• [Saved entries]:
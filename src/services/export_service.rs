use rust_xlsxwriter::{Workbook, XlsxError};

use crate::models::Product;

/// Render the warehouse as an `.xlsx` blob: one sheet, header row, one row
/// per product. Pure; the caller decides where the bytes go.
pub fn products_workbook(products: &[Product]) -> Result<Vec<u8>, XlsxError> {
    let mut workbook = Workbook::new();
    let sheet = workbook.add_worksheet().set_name("Warehouse")?;

    let headers = ["id", "name", "quantity", "category", "added"];
    for (col, header) in headers.iter().enumerate() {
        sheet.write_string(0, col as u16, *header)?;
    }

    for (i, product) in products.iter().enumerate() {
        let row = (i + 1) as u32;
        sheet.write_number(row, 0, product.id as f64)?;
        sheet.write_string(row, 1, &product.name)?;
        sheet.write_number(row, 2, f64::from(product.quantity))?;
        sheet.write_string(row, 3, product.category.as_deref().unwrap_or(""))?;
        sheet.write_string(
            row,
            4,
            &product.added_at.format("%Y-%m-%d %H:%M:%S").to_string(),
        )?;
    }

    workbook.save_to_buffer()
}

#[cfg(test)]
mod tests {
    use super::*;
    use chrono::Utc;

    #[test]
    fn workbook_bytes_are_nonempty_and_zip_shaped() {
        let products = vec![Product {
            id: 1,
            name: "Coal".to_string(),
            quantity: 25,
            category: Some("hookah".to_string()),
            added_at: Utc::now(),
        }];
        let bytes = products_workbook(&products).expect("workbook");
        // xlsx is a zip container; check the magic instead of the size
        assert_eq!(&bytes[..2], b"PK");
    }
}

• [Directions]: Reproduce the entries above exactly.

• [Response to this exercise]:
filename src/services/export_service.rs
use rust_xlsxwriter::{Workbook, XlsxError};

use crate::models::Product;

/// Render the warehouse as an `.xlsx` blob: one sheet, header row, one row
/// per product. Pure; the caller decides where the bytes go.
pub fn products_workbook(products: &[Product]) -> Result<Vec<u8>, XlsxError> {
    let mut workbook = Workbook::new();
    let sheet = workbook.add_worksheet().set_name("Warehouse")?;

    let headers = ["id", "name", "quantity", "category", "added"];
    for (col, header) in headers.iter().enumerate() {
        sheet.write_string(0, col as u16, *header)?;
    }

    for (i, product) in products.iter().enumerate() {
        let row = (i + 1) as u32;
        sheet.write_number(row, 0, product.id as f64)?;
        sheet.write_string(row, 1, &product.name)?;
        sheet.write_number(row, 2, f64::from(product.quantity))?;
        sheet.write_string(row, 3, product.category.as_deref().unwrap_or(""))?;
        sheet.write_string(
            row,
            4,
            &product.added_at.format("%Y-%m-%d %H:%M:%S").to_string(),
        )?;
    }

    workbook.save_to_buffer()
}

#[cfg(test)]
mod tests {
    use super::*;
    use chrono::Utc;

    #[test]
    fn workbook_bytes_are_nonempty_and_zip_shaped() {
        let products = vec![Product {
            id: 1,
            name: "Coal".to_string(),
            quantity: 25,
            category: Some("hookah".to_string()),
            added_at: Utc::now(),
        }];
        let bytes = products_workbook(&products).expect("workbook");
        // xlsx is a zip container; check the magic instead of the size
        assert_eq!(&bytes[..2], b"PK");
    }
}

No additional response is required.